The finding that some rectal cancers respond to neoadjuvant chemoradiation is broadening new surgical options for the treatment of some of these tumors that, until now, required a total mesorectal excision. Nevertheless, a fine match between clinical and pathological response is required when planning conservative surgical approaches.

OBJECTIVE

This study aims to prospectively validate the use of endoscopic ultrasound as a predictor of clinical and pathological tumor response in patients with locally advanced rectal cancer.

DESIGN

: This is an observational study of a cohort of patients undergoing chemoradiation followed by surgery.

SETTINGS

This study was conducted at a tertiary medical center.

PATIENTS

A total of 235 consecutive patients who underwent chemoradiation followed by surgery at a single institution during a 7-year period were included.

MAIN OUTCOME MEASURES

All tumors were staged and restaged at 4 to 6 weeks after neoadjuvant treatment.
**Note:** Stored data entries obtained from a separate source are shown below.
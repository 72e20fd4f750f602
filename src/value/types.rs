use std::{fmt::Display, sync::Arc};

use super::{dict::Dict, List, Value};

#[derive(Debug, Clone, Copy, PartialEq, Eq, Hash)]
pub enum BaseType {
    Int,
    Float,
    Bool,
    String,
    Char,
    Byte,
    Nil,
    Any,
    Void,
    Html,
}

impl BaseType {
    pub fn from_name(name: &str) -> Option<Self> {
        Some(match name {
            "int" => BaseType::Int,
            "float" => BaseType::Float,
            "bool" => BaseType::Bool,
            "string" => BaseType::String,
            "char" => BaseType::Char,
            "byte" => BaseType::Byte,
            "nil" => BaseType::Nil,
            "any" => BaseType::Any,
            "void" => BaseType::Void,
            "html" => BaseType::Html,
            _ => return None,
        })
    }
}

/// Structural runtime type.
#[derive(Debug, Clone, PartialEq, Eq, Hash)]
pub enum Type {
    Primitive(BaseType),
    List(Box<Type>),
    Dict(Box<Type>, Box<Type>),
    Function { args: Vec<Type>, returns: Box<Type> },
    Union(Vec<Type>),
    Nullable(Box<Type>),
    Struct { id: u64, name: Arc<str> },
    StructDef { id: u64, name: Arc<str> },
    Ref(Box<Type>),
}

impl Type {
    pub const INT: Type = Type::Primitive(BaseType::Int);
    pub const FLOAT: Type = Type::Primitive(BaseType::Float);
    pub const BOOL: Type = Type::Primitive(BaseType::Bool);
    pub const STRING: Type = Type::Primitive(BaseType::String);
    pub const CHAR: Type = Type::Primitive(BaseType::Char);
    pub const BYTE: Type = Type::Primitive(BaseType::Byte);
    pub const NIL: Type = Type::Primitive(BaseType::Nil);
    pub const ANY: Type = Type::Primitive(BaseType::Any);
    pub const VOID: Type = Type::Primitive(BaseType::Void);
    pub const HTML: Type = Type::Primitive(BaseType::Html);

    pub fn list(item: Type) -> Self {
        Type::List(Box::new(item))
    }

    pub fn dict(key: Type, value: Type) -> Self {
        Type::Dict(Box::new(key), Box::new(value))
    }

    pub fn function(args: Vec<Type>, returns: Type) -> Self {
        Type::Function {
            args,
            returns: Box::new(returns),
        }
    }

    /// Return type of functions declared without one.
    pub fn any_or_void() -> Self {
        Type::Union(vec![Type::ANY, Type::VOID])
    }

    /// Builds a union, collapsing single members.
    pub fn union(mut types: Vec<Type>) -> Self {
        if types.len() == 1 {
            if let Some(ty) = types.pop() {
                return ty;
            }
        }
        Type::Union(types)
    }

    pub fn is_any(&self) -> bool {
        matches!(self, Type::Primitive(BaseType::Any))
    }

    /// Whether a value of type `actual` may be stored where `self` is expected.
    pub fn compare(&self, actual: &Type) -> bool {
        use BaseType::*;

        if self.is_any() || actual.is_any() {
            return true;
        }

        if let Type::Union(expected) = self {
            if let Type::Union(members) = actual {
                return members
                    .iter()
                    .all(|member| expected.iter().any(|e| e.compare(member)));
            }
            return expected.iter().any(|e| e.compare(actual));
        }

        if let Type::Union(members) = actual {
            return members.iter().all(|member| self.compare(member));
        }

        if let Type::Nullable(inner) = self {
            return *actual == Type::NIL || inner.compare(actual);
        }

        if *actual == Type::NIL {
            return matches!(
                self,
                Type::Primitive(Nil)
                    | Type::List(_)
                    | Type::Dict(..)
                    | Type::Struct { .. }
                    | Type::Function { .. }
            );
        }

        match (self, actual) {
            (Type::Primitive(String | Html), Type::Primitive(String | Html)) => true,
            (Type::Primitive(a), Type::Primitive(b)) => a == b,
            (Type::List(a), Type::List(b)) => a.compare(b),
            (Type::Dict(ak, av), Type::Dict(bk, bv)) => ak.compare(bk) && av.compare(bv),
            (
                Type::Function {
                    args: a_args,
                    returns: a_returns,
                },
                Type::Function {
                    args: b_args,
                    returns: b_returns,
                },
            ) => {
                a_args.len() == b_args.len()
                    && a_args
                        .iter()
                        .zip(b_args)
                        .all(|(a, b)| a.compare(b) || b.compare(a))
                    && (a_returns.compare(b_returns) || b_returns.compare(a_returns))
            }
            (Type::Struct { id: a, .. }, Type::Struct { id: b, .. }) => a == b,
            (Type::StructDef { id: a, .. }, Type::StructDef { id: b, .. }) => a == b,
            (Type::Ref(a), Type::Ref(b)) => a.compare(b),
            _ => false,
        }
    }

    /// Dict keys may only be built from these.
    pub fn is_hashable(&self) -> bool {
        match self {
            Type::Primitive(base) => matches!(
                base,
                BaseType::Int
                    | BaseType::Float
                    | BaseType::Bool
                    | BaseType::String
                    | BaseType::Char
                    | BaseType::Byte
                    | BaseType::Any
            ),
            Type::Union(types) => types.iter().all(Type::is_hashable),
            _ => false,
        }
    }

    /// Zero value used by `let x: T` without an initializer.
    pub fn default_value(&self) -> Value {
        match self {
            Type::Primitive(BaseType::Int) => Value::Int(0),
            Type::Primitive(BaseType::Float) => Value::Float(0.0),
            Type::Primitive(BaseType::Bool) => Value::Bool(false),
            Type::Primitive(BaseType::String | BaseType::Html) => Value::string(""),
            Type::Primitive(BaseType::Char) => Value::Char('\0'),
            Type::Primitive(BaseType::Byte) => Value::Byte(0),
            Type::List(item) => Value::List(Arc::new(List::new(Vec::new(), (**item).clone()))),
            Type::Dict(key, value) => {
                Value::Dict(Arc::new(Dict::empty((**key).clone(), (**value).clone())))
            }
            _ => Value::Nil,
        }
    }
}

impl Display for Type {
    fn fmt(&self, f: &mut std::fmt::Formatter<'_>) -> std::fmt::Result {
        match self {
            Type::Primitive(base) => {
                let name = match base {
                    BaseType::Int => "int",
                    BaseType::Float => "float",
                    BaseType::Bool => "bool",
                    BaseType::String => "string",
                    BaseType::Char => "char",
                    BaseType::Byte => "byte",
                    BaseType::Nil => "nil",
                    BaseType::Any => "any",
                    BaseType::Void => "void",
                    BaseType::Html => "html",
                };
                write!(f, "{name}")
            }
            Type::List(item) => write!(f, "[]{item}"),
            Type::Dict(key, value) => write!(f, "dict[{key}, {value}]"),
            Type::Function { args, returns } => {
                write!(f, "fn(")?;
                for (i, arg) in args.iter().enumerate() {
                    if i > 0 {
                        write!(f, ", ")?;
                    }
                    write!(f, "{arg}")?;
                }
                write!(f, ") -> {returns}")
            }
            Type::Union(types) => {
                for (i, ty) in types.iter().enumerate() {
                    if i > 0 {
                        write!(f, " | ")?;
                    }
                    write!(f, "{ty}")?;
                }
                Ok(())
            }
            Type::Nullable(inner) => write!(f, "{inner}?"),
            Type::Struct { name, .. } => write!(f, "{name}"),
            Type::StructDef { name, .. } => write!(f, "struct {name}"),
            Type::Ref(inner) => write!(f, "ref {inner}"),
        }
    }
}

#[cfg(test)]
mod test {
    use super::*;

    #[test]
    fn test_any_matches_everything() {
        assert!(Type::ANY.compare(&Type::list(Type::INT)));
        assert!(Type::list(Type::INT).compare(&Type::list(Type::ANY)));
    }

    #[test]
    fn test_nil_matches_reference_like_types() {
        assert!(Type::list(Type::STRING).compare(&Type::NIL));
        assert!(Type::Nullable(Box::new(Type::INT)).compare(&Type::NIL));
        assert!(!Type::INT.compare(&Type::NIL));
        assert!(!Type::VOID.compare(&Type::NIL));
    }

    #[test]
    fn test_unions() {
        let number = Type::union(vec![Type::INT, Type::FLOAT]);
        assert!(number.compare(&Type::FLOAT));
        assert!(!number.compare(&Type::STRING));
        assert!(!Type::INT.compare(&number));
        assert!(Type::any_or_void().compare(&Type::VOID));
    }

    #[test]
    fn test_html_and_string_are_interchangeable() {
        assert!(Type::HTML.compare(&Type::STRING));
        assert!(Type::STRING.compare(&Type::HTML));
    }

    #[test]
    fn test_structs_compare_by_id() {
        let a = Type::Struct {
            id: 1,
            name: Arc::from("User"),
        };
        let b = Type::Struct {
            id: 2,
            name: Arc::from("User"),
        };
        assert!(a.compare(&a.clone()));
        assert!(!a.compare(&b));
    }

    #[test]
    fn test_display() {
        let ty = Type::function(
            vec![Type::dict(Type::STRING, Type::list(Type::INT))],
            Type::Nullable(Box::new(Type::BOOL)),
        );
        assert_eq!(ty.to_string(), "fn(dict[string, []int]) -> bool?");
    }
}
use std::{collections::BTreeMap, path::Path, time::Duration};

use serde::{Deserialize, Serialize};

use crate::events::EventOptions;

#[derive(Debug, thiserror::Error)]
pub enum ConfigError {
    #[error("failed to read config {path}: {source}")]
    Read {
        path: String,
        source: std::io::Error,
    },
    #[error("invalid config: {0}")]
    Yaml(#[from] serde_yaml::Error),
}

#[derive(Debug, Clone, Default, PartialEq, Serialize, Deserialize)]
#[serde(default)]
pub struct Config {
    pub syntax: SyntaxConfig,
    pub runtime: RuntimeConfig,
    pub logging: LoggingConfig,
}

#[derive(Debug, Clone, Default, PartialEq, Serialize, Deserialize)]
#[serde(default)]
pub struct SyntaxConfig {
    pub tokenizer: TokenizerConfig,
}

#[derive(Debug, Clone, Default, PartialEq, Serialize, Deserialize)]
#[serde(default)]
pub struct TokenizerConfig {
    pub context: ContextConfig,
}

#[derive(Debug, Clone, PartialEq, Serialize, Deserialize)]
#[serde(default)]
pub struct ContextConfig {
    /// Parser deadline in milliseconds.
    pub deadline: u64,
}

impl Default for ContextConfig {
    fn default() -> Self {
        Self { deadline: 5000 }
    }
}

#[derive(Debug, Clone, Default, PartialEq, Serialize, Deserialize)]
#[serde(default)]
pub struct RuntimeConfig {
    pub server: ServerConfig,
    pub std: StdConfig,
    pub events: EventsConfig,
    pub interpreter: InterpreterConfig,
}

/// Carried for the host server; the interpreter never reads it.
#[derive(Debug, Clone, PartialEq, Serialize, Deserialize)]
#[serde(default)]
pub struct ServerConfig {
    pub address: String,
    pub max_concurrency: usize,
    pub max_upload_size_byte: u64,
    /// MiB
    pub max_upload_file_size: u64,
}

impl Default for ServerConfig {
    fn default() -> Self {
        Self {
            address: ":3000".into(),
            max_concurrency: 10,
            max_upload_size_byte: 1_000_000,
            max_upload_file_size: 5,
        }
    }
}

#[derive(Debug, Clone, PartialEq, Serialize, Deserialize)]
#[serde(default)]
pub struct StdConfig {
    /// `:all` or comma separated package names.
    pub allow: String,
    /// `-` or comma separated package names.
    pub disallow: String,
}

impl Default for StdConfig {
    fn default() -> Self {
        Self {
            allow: ":all".into(),
            disallow: "-".into(),
        }
    }
}

impl StdConfig {
    /// Whether `@std/<name>` may be imported.
    pub fn allows(&self, name: &str) -> bool {
        let listed = |list: &str| list.split(',').map(str::trim).any(|item| item == name);
        let allowed = self.allow.trim() == ":all" || listed(&self.allow);
        let denied = self.disallow.trim() != "-" && listed(&self.disallow);
        allowed && !denied
    }
}

#[derive(Debug, Clone, PartialEq, Serialize, Deserialize)]
#[serde(default)]
pub struct EventsConfig {
    pub enabled: bool,
    pub max_workers_per_topic: usize,
    pub channel_buffer_size: usize,
}

impl Default for EventsConfig {
    fn default() -> Self {
        let options = EventOptions::default();
        Self {
            enabled: false,
            max_workers_per_topic: options.max_workers_per_topic,
            channel_buffer_size: options.channel_buffer_size,
        }
    }
}

impl EventsConfig {
    pub fn options(&self) -> EventOptions {
        EventOptions {
            max_workers_per_topic: self.max_workers_per_topic,
            channel_buffer_size: self.channel_buffer_size,
        }
    }
}

#[derive(Debug, Clone, Default, PartialEq, Serialize, Deserialize)]
#[serde(default)]
pub struct InterpreterConfig {
    pub import: ImportConfig,
}

#[derive(Debug, Clone, PartialEq, Serialize, Deserialize)]
#[serde(default)]
pub struct ImportConfig {
    /// Path aliases; `{current_dir}` expands to the working directory.
    pub prefix: BTreeMap<String, String>,
}

impl Default for ImportConfig {
    fn default() -> Self {
        Self {
            prefix: BTreeMap::from([("~".to_string(), "{current_dir}".to_string())]),
        }
    }
}

#[derive(Debug, Clone, PartialEq, Serialize, Deserialize)]
#[serde(default)]
pub struct LoggingConfig {
    pub level: String,
}

impl Default for LoggingConfig {
    fn default() -> Self {
        Self {
            level: "warn".into(),
        }
    }
}

impl Config {
    pub fn from_yaml_str(yaml: &str) -> Result<Self, ConfigError> {
        if yaml.trim().is_empty() {
            return Ok(Self::default());
        }
        Ok(serde_yaml::from_str(yaml)?)
    }

    pub fn load(path: &Path) -> Result<Self, ConfigError> {
        let yaml = std::fs::read_to_string(path).map_err(|source| ConfigError::Read {
            path: path.display().to_string(),
            source,
        })?;
        Self::from_yaml_str(&yaml)
    }

    pub fn to_yaml(&self) -> Result<String, ConfigError> {
        Ok(serde_yaml::to_string(self)?)
    }

    pub fn parse_deadline(&self) -> Duration {
        Duration::from_millis(self.syntax.tokenizer.context.deadline)
    }
}

#[cfg(test)]
mod test {
    use pretty_assertions::assert_eq;

    use super::*;

    #[test]
    fn test_partial_yaml_keeps_defaults() {
        let config = Config::from_yaml_str(
            "runtime:\n  events:\n    enabled: true\n    channel_buffer_size: 16\nunknown: 1\n",
        )
        .unwrap();
        assert!(config.runtime.events.enabled);
        assert_eq!(config.runtime.events.channel_buffer_size, 16);
        assert_eq!(config.runtime.events.max_workers_per_topic, 10);
        assert_eq!(config.syntax.tokenizer.context.deadline, 5000);
        assert_eq!(config.runtime.server.address, ":3000");
        assert_eq!(
            config.runtime.interpreter.import.prefix.get("~").map(String::as_str),
            Some("{current_dir}")
        );
    }

    #[test]
    fn test_yaml_round_trip() {
        let config = Config::default();
        let yaml = config.to_yaml().unwrap();
        assert_eq!(Config::from_yaml_str(&yaml).unwrap(), config);
    }

    #[test]
    fn test_std_gating() {
        let mut std = StdConfig::default();
        assert!(std.allows("math"));
        std.disallow = "process, os".into();
        assert!(!std.allows("os"));
        std.allow = "math,time".into();
        assert!(std.allows("time"));
        assert!(!std.allows("json"));
    }
}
Downsizing and downstaging were calculated between the initial and posttreatment measures and correlated to the pathological stage. The accuracy of endoscopic ultrasound to predict response was determined.

RESULTS

Findings after chemoradiation showed T-downstaging in 54 patients (23%) and N-downstaging in 110 (47%). Overstaging occurred in 88 (37%) patients and was more commonly observed than understaging (21 patients; 9%). Related to the pathological report, endoscopic ultrasound correctly matched the T stage in 54% and the N stage in 75% of tumors. Sensitivity, specificity, and positive and negative predictive values to predict nodal involvement were 39%, 91%, 67%, and 76%. Accuracy was not influenced by such factors as age, distance of the tumor from the anal verge, or time to surgery.

LIMITATIONS

This study was limited by the lack of comparison with other imaging methods.

CONCLUSIONS

Endoscopic ultrasound allows prediction of involved lymph nodes in 75% of the cases; however, 1 in 5 patients are missclassified as uN0 after neoadjuvant treatment. In our point of view, this percentage is too high to rely only on this diagnostic modality to support a "wait and see" approach.

摘要

背景

新辅助放化疗后部分直肠肿瘤的疗效,拓宽了某些此类肿瘤的新的手术治疗选择,在此之前,这些肿瘤需要行全直肠系膜切除术。然而,在规划保守手术方法时,需要对临床和病理反应进行精细匹配。

目的

本研究旨在前瞻性验证内镜超声在预测局部进展期直肠癌患者临床和病理肿瘤反应中的作用。

设计

这是一项对接受放化疗后行手术治疗的患者进行的队列观察性研究。

地点

这项研究在一家三级医疗中心进行。

患者

共纳入 235 例连续患者,他们在 7 年内于一家单机构接受放化疗后行手术治疗。

主要观察指标

所有肿瘤在新辅助治疗后 4 至 6 周进行分期和再分期。对初始和治疗后测量结果进行肿瘤缩小和降期计算,并与病理分期相关联。确定内镜超声预测反应的准确性。

结果

放化疗后发现,54 例(23%)患者 T 分期降期,110 例(47%)患者 N 分期降期。88 例(37%)患者出现过分期,过分期比分期过低更为常见(21 例;9%)。与病理报告相比,内镜超声正确匹配了 54%的 T 期肿瘤和 75%的 N 期肿瘤。预测淋巴结受累的敏感性、特异性、阳性预测值和阴性预测值分别为 39%、91%、67%和 76%。准确性不受年龄、肿瘤距肛门缘的距离或手术时间等因素的影响。

局限性

本研究的局限性在于缺乏与其他影像学方法的比较。

结论

内镜超声可在 75%的病例中预测受累淋巴结;然而,有 1/5 的患者在新辅助治疗后被错误分类为 uN0。在我们看来,这个百分比太高,不能仅依靠这种诊断方法来支持“等待观察”的方法。